However, as described above, firing after the solution treatment is performed.
Average cooling rate between 400 ° C and 290 ° C
If the temperature slows down to 30000 ° C / min or less, these Zr and C
When r and Mn are contained, it can be used for quenching after solution treatment.
In the quenching process, AlCu _TwoSuch as the stable phase,
Coarse around the dispersed particles of Al-Cr, Al-Zr and Al-Mn
Will precipitate out. As a result, the artificial aging at the next higher temperature
Even after processing, after using for 100 hours at a temperature of 120 ℃
Proof stress of 350MPa or more cannot be obtained. Therefore, the present invention
Then, in order to lower the quenching sensitivity of heat-resistant Al alloy, Zr:
0.09% or less, Cr: 0.05% or less, Mn: 0.6% or less, preferably
Regulates, in particular, to be substantially free of Zr and Cr
This is the biggest feature.

Next, the allowable amounts of other elements, which are selective additional elements or impurities in the present invention, will be described below.
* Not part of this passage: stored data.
//! Pass/fail thresholds over run metrics
//!
//! A threshold pairs a metric name with one or more expressions of the form
//! `aggregate op value`, for example `p(95)<2000` on `http_req_duration`
//! or `rate>0.99` on `checks`.

use crate::metrics::{percentile, MetricsCollector};
use serde::{Deserialize, Serialize};
use std::fmt;
use std::str::FromStr;
use thiserror::Error;

/// Threshold parsing errors
#[derive(Debug, Error, PartialEq)]
pub enum ThresholdError {
    #[error("unknown metric '{0}'")]
    UnknownMetric(String),

    #[error("malformed expression '{0}', expected e.g. 'p(95)<2000'")]
    Malformed(String),

    #[error("unknown aggregate '{0}'")]
    UnknownAggregate(String),

    #[error("aggregate '{aggregate}' is not available on metric '{metric}'")]
    UnsupportedAggregate { metric: String, aggregate: String },
}

/// Metrics thresholds can be placed on
#[derive(Debug, Clone, Copy, PartialEq, Eq, Hash, Serialize, Deserialize)]
#[serde(rename_all = "snake_case")]
pub enum MetricName {
    /// Request durations in milliseconds
    HttpReqDuration,
    /// Share of requests without a response or with a 4xx/5xx status
    HttpReqFailed,
    /// Number of requests
    HttpReqs,
    /// Share of passed checks
    Checks,
    /// Number of completed iterations
    Iterations,
}

impl MetricName {
    pub fn as_str(&self) -> &'static str {
        match self {
            MetricName::HttpReqDuration => "http_req_duration",
            MetricName::HttpReqFailed => "http_req_failed",
            MetricName::HttpReqs => "http_reqs",
            MetricName::Checks => "checks",
            MetricName::Iterations => "iterations",
        }
    }

    fn supports(&self, aggregate: &Aggregate) -> bool {
        match self {
            MetricName::HttpReqDuration => !matches!(aggregate, Aggregate::Rate),
            MetricName::HttpReqFailed | MetricName::Checks => matches!(aggregate, Aggregate::Rate),
            MetricName::HttpReqs | MetricName::Iterations => {
                matches!(aggregate, Aggregate::Count | Aggregate::Rate)
            }
        }
    }
}

impl fmt::Display for MetricName {
    fn fmt(&self, f: &mut fmt::Formatter<'_>) -> fmt::Result {
        f.write_str(self.as_str())
    }
}

impl FromStr for MetricName {
    type Err = ThresholdError;

    fn from_str(s: &str) -> Result<Self, Self::Err> {
        match s {
            "http_req_duration" => Ok(MetricName::HttpReqDuration),
            "http_req_failed" => Ok(MetricName::HttpReqFailed),
            "http_reqs" => Ok(MetricName::HttpReqs),
            "checks" => Ok(MetricName::Checks),
            "iterations" => Ok(MetricName::Iterations),
            other => Err(ThresholdError::UnknownMetric(other.to_string())),
        }
    }
}

/// How a metric's samples are reduced to one number
#[derive(Debug, Clone, Copy, PartialEq)]
pub enum Aggregate {
    Avg,
    Min,
    Med,
    Max,
    Percentile(f64),
    /// Ratio for rate metrics, per-second for counters
    Rate,
    Count,
}

impl FromStr for Aggregate {
    type Err = ThresholdError;

    fn from_str(s: &str) -> Result<Self, Self::Err> {
        match s {
            "avg" => Ok(Aggregate::Avg),
            "min" => Ok(Aggregate::Min),
            "med" => Ok(Aggregate::Med),
            "max" => Ok(Aggregate::Max),
            "rate" => Ok(Aggregate::Rate),
            "count" => Ok(Aggregate::Count),
            _ => {
                let p = s
                    .strip_prefix("p(")
                    .and_then(|rest| rest.strip_suffix(')'))
                    .and_then(|n| n.trim().parse::<f64>().ok())
                    .filter(|p| (0.0..=100.0).contains(p))
                    .ok_or_else(|| ThresholdError::UnknownAggregate(s.to_string()))?;
                Ok(Aggregate::Percentile(p))
            }
        }
    }
}

/// Comparison operator of an expression
#[derive(Debug, Clone, Copy, PartialEq, Eq)]
pub enum Comparator {
    Lt,
    Le,
    Gt,
    Ge,
    Eq,
    Ne,
}

impl Comparator {
    // Two-character operators first so "<=" is not read as "<"
    const TOKENS: [(&'static str, Comparator); 6] = [
        ("<=", Comparator::Le),
        (">=", Comparator::Ge),
        ("==", Comparator::Eq),
        ("!=", Comparator::Ne),
        ("<", Comparator::Lt),
        (">", Comparator::Gt),
    ];

    pub fn holds(&self, observed: f64, limit: f64) -> bool {
        match self {
            Comparator::Lt => observed < limit,
            Comparator::Le => observed <= limit,
            Comparator::Gt => observed > limit,
            Comparator::Ge => observed >= limit,
            Comparator::Eq => observed == limit,
            Comparator::Ne => observed != limit,
        }
    }
}

/// One parsed expression such as `p(95)<2000`
#[derive(Debug, Clone, PartialEq)]
pub struct ThresholdExpr {
    source: String,
    pub aggregate: Aggregate,
    pub comparator: Comparator,
    pub limit: f64,
}

impl ThresholdExpr {
    pub fn parse(source: &str) -> Result<Self, ThresholdError> {
        let compact: String = source.chars().filter(|c| !c.is_whitespace()).collect();

        let (position, token, comparator) = Comparator::TOKENS
            .iter()
            .filter_map(|(token, comparator)| {
                compact.find(token).map(|position| (position, *token, *comparator))
            })
            // Leftmost operator wins; on a tie the longer token was listed first
            .min_by_key(|(position, _, _)| *position)
            .ok_or_else(|| ThresholdError::Malformed(source.to_string()))?;

        let (lhs, rhs) = (&compact[..position], &compact[position + token.len()..]);
        if lhs.is_empty() {
            return Err(ThresholdError::Malformed(source.to_string()));
        }

        let aggregate = lhs.parse::<Aggregate>()?;
        let limit = rhs
            .parse::<f64>()
            .map_err(|_| ThresholdError::Malformed(source.to_string()))?;

        Ok(Self {
            source: source.trim().to_string(),
            aggregate,
            comparator,
            limit,
        })
    }

    /// The expression as written in the options
    pub fn source(&self) -> &str {
        &self.source
    }
}

/// All expressions placed on one metric
#[derive(Debug, Clone, PartialEq)]
pub struct Threshold {
    pub metric: MetricName,
    pub expressions: Vec<ThresholdExpr>,
}

impl Threshold {
    pub fn parse(metric: &str, expressions: &[String]) -> Result<Self, ThresholdError> {
        let metric = metric.parse::<MetricName>()?;
        let expressions = expressions
            .iter()
            .map(|source| {
                let expr = ThresholdExpr::parse(source)?;
                if !metric.supports(&expr.aggregate) {
                    return Err(ThresholdError::UnsupportedAggregate {
                        metric: metric.to_string(),
                        aggregate: source.clone(),
                    });
                }
                Ok(expr)
            })
            .collect::<Result<Vec<_>, _>>()?;

        Ok(Self {
            metric,
            expressions,
        })
    }
}

/// Result of evaluating one expression
#[derive(Debug, Clone, PartialEq, Serialize, Deserialize)]
pub struct ThresholdOutcome {
    pub metric: MetricName,
    pub expression: String,
    pub observed: f64,
    pub passed: bool,
}

/// Results of every threshold expression in a run
#[derive(Debug, Clone, Default, PartialEq, Serialize, Deserialize)]
pub struct ThresholdReport {
    pub outcomes: Vec<ThresholdOutcome>,
}

impl ThresholdReport {
    /// True when every expression held. A run without thresholds passes.
    pub fn passed(&self) -> bool {
        self.outcomes.iter().all(|o| o.passed)
    }

    pub fn failures(&self) -> impl Iterator<Item = &ThresholdOutcome> {
        self.outcomes.iter().filter(|o| !o.passed)
    }
}

/// Evaluate thresholds against everything collected during the run
pub fn evaluate_thresholds(thresholds: &[Threshold], collector: &MetricsCollector) -> ThresholdReport {
    let durations = collector.sorted_durations();

    let outcomes = thresholds
        .iter()
        .flat_map(|threshold| {
            let durations = &durations;
            threshold.expressions.iter().map(move |expr| {
                let observed = observe(threshold.metric, expr.aggregate, collector, durations);
                ThresholdOutcome {
                    metric: threshold.metric,
                    expression: expr.source().to_string(),
                    observed,
                    passed: expr.comparator.holds(observed, expr.limit),
                }
            })
        })
        .collect();

    ThresholdReport { outcomes }
}

fn observe(
    metric: MetricName,
    aggregate: Aggregate,
    collector: &MetricsCollector,
    durations: &[f64],
) -> f64 {
    let elapsed_secs = collector.elapsed().as_secs_f64();
    let per_second = |count: usize| {
        if elapsed_secs > 0.0 {
            count as f64 / elapsed_secs
        } else {
            0.0
        }
    };
    let share = |part: usize, whole: usize| {
        if whole == 0 {
            0.0
        } else {
            part as f64 / whole as f64
        }
    };

    match metric {
        MetricName::HttpReqDuration => match aggregate {
            Aggregate::Avg if !durations.is_empty() => {
                durations.iter().sum::<f64>() / durations.len() as f64
            }
            Aggregate::Min => durations.first().copied().unwrap_or(0.0),
            Aggregate::Max => durations.last().copied().unwrap_or(0.0),
            Aggregate::Med => percentile(durations, 50.0),
            Aggregate::Percentile(p) => percentile(durations, p),
            Aggregate::Count => durations.len() as f64,
            _ => 0.0,
        },
        MetricName::HttpReqFailed => {
            let failed = collector.requests().filter(|r| r.failed()).count();
            share(failed, collector.len())
        }
        MetricName::Checks => {
            let (passed, total) = collector
                .checks()
                .fold((0, 0), |(passed, total), c| (passed + c.passed as usize, total + 1));
            share(passed, total)
        }
        MetricName::HttpReqs => match aggregate {
            Aggregate::Rate => per_second(collector.len()),
            _ => collector.len() as f64,
        },
        MetricName::Iterations => match aggregate {
            Aggregate::Rate => per_second(collector.completed_iterations()),
            _ => collector.completed_iterations() as f64,
        },
    }
}
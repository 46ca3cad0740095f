//! Metrics collection and aggregation
//!
//! Virtual users emit one [`Sample`] per finished iteration. The runner's
//! collector task folds them into a [`MetricsCollector`], which can then be
//! summarized into [`AggregatedMetrics`] or queried directly by thresholds.

use crate::target::Method;
use chrono::{DateTime, Utc};
use serde::{Deserialize, Serialize};
use std::collections::BTreeMap;
use std::time::Duration;

/// One HTTP request issued by a virtual user
#[derive(Debug, Clone, Serialize, Deserialize)]
pub struct RequestRecord {
    /// Scenario the request belongs to
    pub scenario: String,
    /// Virtual user id within the scenario
    pub vu: u64,
    pub method: Method,
    /// Request path, used as the request name
    pub name: String,
    /// HTTP status code, 0 when no response was received
    pub status: u16,
    /// Request duration in milliseconds
    pub duration_ms: f64,
    /// Transport error, if the request never got a response
    pub error: Option<String>,
    pub timestamp: DateTime<Utc>,
}

impl RequestRecord {
    /// A request counts as failed when it got no response or a 4xx/5xx status
    pub fn failed(&self) -> bool {
        self.status == 0 || self.status >= 400
    }
}

/// Outcome of one named check
#[derive(Debug, Clone, Serialize, Deserialize)]
pub struct CheckRecord {
    pub scenario: String,
    pub name: String,
    pub passed: bool,
}

/// Everything one iteration of an entry function produced
#[derive(Debug, Clone)]
pub struct IterationRecord {
    pub scenario: String,
    pub vu: u64,
    pub requests: Vec<RequestRecord>,
    pub checks: Vec<CheckRecord>,
}

/// Message sent from virtual users and scenario controllers to the collector
#[derive(Debug, Clone)]
pub enum Sample {
    /// A completed iteration
    Iteration(IterationRecord),
    /// An iteration cut off by a graceful-stop timeout or shutdown
    Interrupted { scenario: String },
}

/// Per-scenario iteration counters
#[derive(Debug, Clone, Copy, Default, PartialEq, Eq, Serialize, Deserialize)]
pub struct IterationCounts {
    pub completed: usize,
    pub interrupted: usize,
}

/// Raw store of everything recorded during a run
#[derive(Debug, Clone, Default)]
pub struct MetricsCollector {
    requests: Vec<RequestRecord>,
    checks: Vec<CheckRecord>,
    iterations: BTreeMap<String, IterationCounts>,
    elapsed: Duration,
}

impl MetricsCollector {
    /// Create a new metrics collector
    pub fn new() -> Self {
        Self::default()
    }

    /// Fold one sample into the collector
    pub fn record(&mut self, sample: Sample) {
        match sample {
            Sample::Iteration(iteration) => {
                self.iterations
                    .entry(iteration.scenario)
                    .or_default()
                    .completed += 1;
                self.requests.extend(iteration.requests);
                self.checks.extend(iteration.checks);
            }
            Sample::Interrupted { scenario } => {
                self.iterations.entry(scenario).or_default().interrupted += 1;
            }
        }
    }

    /// Set the wall-clock length of the run, used for per-second rates
    pub fn set_elapsed(&mut self, elapsed: Duration) {
        self.elapsed = elapsed;
    }

    pub fn elapsed(&self) -> Duration {
        self.elapsed
    }

    /// Number of recorded requests
    pub fn len(&self) -> usize {
        self.requests.len()
    }

    pub fn is_empty(&self) -> bool {
        self.requests.is_empty()
    }

    pub fn requests(&self) -> impl Iterator<Item = &RequestRecord> {
        self.requests.iter()
    }

    pub fn checks(&self) -> impl Iterator<Item = &CheckRecord> {
        self.checks.iter()
    }

    pub fn iteration_counts(&self) -> &BTreeMap<String, IterationCounts> {
        &self.iterations
    }

    pub fn completed_iterations(&self) -> usize {
        self.iterations.values().map(|c| c.completed).sum()
    }

    pub fn interrupted_iterations(&self) -> usize {
        self.iterations.values().map(|c| c.interrupted).sum()
    }

    /// All request durations in ascending order
    pub fn sorted_durations(&self) -> Vec<f64> {
        sorted(self.requests.iter().map(|r| r.duration_ms))
    }

    /// Compute aggregated statistics
    pub fn aggregate(&self) -> AggregatedMetrics {
        let elapsed_secs = self.elapsed.as_secs_f64();
        let per_second = |count: usize| {
            if elapsed_secs > 0.0 {
                count as f64 / elapsed_secs
            } else {
                0.0
            }
        };

        let http_reqs = self.requests.len();
        let http_req_failed = self.requests.iter().filter(|r| r.failed()).count();
        let checks_passed = self.checks.iter().filter(|c| c.passed).count();
        let checks_failed = self.checks.len() - checks_passed;
        let iterations = self.completed_iterations();

        let mut status_codes = BTreeMap::new();
        for request in &self.requests {
            *status_codes.entry(request.status).or_insert(0usize) += 1;
        }

        let mut check_counts: BTreeMap<String, CheckCounts> = BTreeMap::new();
        for check in &self.checks {
            let counts = check_counts.entry(check.name.clone()).or_default();
            if check.passed {
                counts.passed += 1;
            } else {
                counts.failed += 1;
            }
        }

        let mut scenarios: BTreeMap<String, ScenarioMetrics> = self
            .iterations
            .iter()
            .map(|(name, counts)| {
                (
                    name.clone(),
                    ScenarioMetrics {
                        iterations: counts.completed,
                        interrupted_iterations: counts.interrupted,
                        ..Default::default()
                    },
                )
            })
            .collect();
        for (name, entry) in scenarios.iter_mut() {
            let requests: Vec<&RequestRecord> =
                self.requests.iter().filter(|r| &r.scenario == name).collect();
            entry.http_reqs = requests.len();
            entry.http_req_failed = requests.iter().filter(|r| r.failed()).count();
            entry.http_req_duration =
                DurationStats::from_sorted(&sorted(requests.iter().map(|r| r.duration_ms)));
            for check in self.checks.iter().filter(|c| &c.scenario == name) {
                if check.passed {
                    entry.checks_passed += 1;
                } else {
                    entry.checks_failed += 1;
                }
            }
        }

        AggregatedMetrics {
            elapsed_secs,
            http_reqs,
            http_reqs_per_sec: per_second(http_reqs),
            http_req_failed,
            http_req_failed_rate: ratio(http_req_failed, http_reqs),
            http_req_duration: DurationStats::from_sorted(&self.sorted_durations()),
            checks_passed,
            checks_failed,
            checks_rate: ratio(checks_passed, self.checks.len()),
            iterations,
            iterations_per_sec: per_second(iterations),
            interrupted_iterations: self.interrupted_iterations(),
            status_codes,
            checks: check_counts,
            scenarios,
        }
    }
}

/// Pass/fail tally for one check name
#[derive(Debug, Clone, Copy, Default, PartialEq, Eq, Serialize, Deserialize)]
pub struct CheckCounts {
    pub passed: usize,
    pub failed: usize,
}

/// Distribution of request durations, all values in milliseconds
#[derive(Debug, Clone, Copy, Default, PartialEq, Serialize, Deserialize)]
pub struct DurationStats {
    pub count: usize,
    pub avg: f64,
    pub min: f64,
    pub med: f64,
    pub max: f64,
    pub p90: f64,
    pub p95: f64,
    pub p99: f64,
}

impl DurationStats {
    /// Build stats from values already sorted ascending
    pub fn from_sorted(values: &[f64]) -> Self {
        if values.is_empty() {
            return Self::default();
        }

        Self {
            count: values.len(),
            avg: values.iter().sum::<f64>() / values.len() as f64,
            min: values[0],
            med: percentile(values, 50.0),
            max: values[values.len() - 1],
            p90: percentile(values, 90.0),
            p95: percentile(values, 95.0),
            p99: percentile(values, 99.0),
        }
    }
}

/// Per-scenario breakdown
#[derive(Debug, Clone, Default, PartialEq, Serialize, Deserialize)]
pub struct ScenarioMetrics {
    pub http_reqs: usize,
    pub http_req_failed: usize,
    pub http_req_duration: DurationStats,
    pub checks_passed: usize,
    pub checks_failed: usize,
    pub iterations: usize,
    pub interrupted_iterations: usize,
}

/// Aggregated metrics across the whole run
#[derive(Debug, Clone, Default, PartialEq, Serialize, Deserialize)]
pub struct AggregatedMetrics {
    pub elapsed_secs: f64,
    pub http_reqs: usize,
    pub http_reqs_per_sec: f64,
    pub http_req_failed: usize,
    pub http_req_failed_rate: f64,
    pub http_req_duration: DurationStats,
    pub checks_passed: usize,
    pub checks_failed: usize,
    pub checks_rate: f64,
    pub iterations: usize,
    pub iterations_per_sec: f64,
    pub interrupted_iterations: usize,
    pub status_codes: BTreeMap<u16, usize>,
    pub checks: BTreeMap<String, CheckCounts>,
    pub scenarios: BTreeMap<String, ScenarioMetrics>,
}

/// Nearest-rank percentile of sorted data: the smallest value with at least
/// `p` percent of the samples at or below it. `p(0)` is the minimum.
pub fn percentile(sorted_data: &[f64], p: f64) -> f64 {
    if sorted_data.is_empty() {
        return 0.0;
    }
    let rank = (p * sorted_data.len() as f64 / 100.0).ceil() as usize;
    sorted_data[rank.clamp(1, sorted_data.len()) - 1]
}

fn sorted(values: impl Iterator<Item = f64>) -> Vec<f64> {
    let mut values: Vec<f64> = values.collect();
    values.sort_unstable_by(|a, b| a.total_cmp(b));
    values
}

fn ratio(part: usize, whole: usize) -> f64 {
    if whole == 0 {
        0.0
    } else {
        part as f64 / whole as f64
    }
}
(V: 0.05-0.15%) V, like Zr, Cr and Mn, precipitates Al-V dispersed particles which are thermally stable compounds in the Al alloy matrix during the homogenization heat treatment. In addition, since the dispersed particles have an effect of hindering the movement of the grain boundary after recrystallization, there is an effect of preventing the crystal grains from becoming coarse. As a result, there is an effect that the microstructure of the Al alloy is converted into a fiber structure to improve the room temperature strength and the high temperature strength. The effect of coarsely depositing the stable phase is relatively small as compared with Zr, Cr and Mn. Therefore, V is selectively contained in order to improve the room temperature strength and the high temperature strength. If V: less than 0.05%, these effects cannot be obtained. On the other hand, if V: more than 0.15%, coarse insoluble intermetallic compounds are easily formed during melting and casting, which causes molding failure and destruction. Therefore, when it is contained, the V content is in the range of 0.05 to 0.15%.

(One or two types of Fe: 1.5% or less, Ni: 2.4% or less) Since Fe and Ni both have the effect of improving the high-temperature characteristics of the Al alloy, Fe: 1.5% or less, Ni: 2.4% or less. Permitted up to and including%. Among these, if Fe is contained in excess of 1.5%, an insoluble intermetallic compound is generated, which is likely to cause molding failure and destruction. For this reason, it is basically an impurity, but on the other hand, hardly forms a solid solution in Al, forms a crystallized substance in the matrix by reaction with Al during solidification, and particularly when contained simultaneously with Ni, There is also an effect of forming Al ₉ (Fe—Ni) to improve high-temperature characteristics. Therefore, Fe is allowed up to 1.5% or less, including mixing from scrap.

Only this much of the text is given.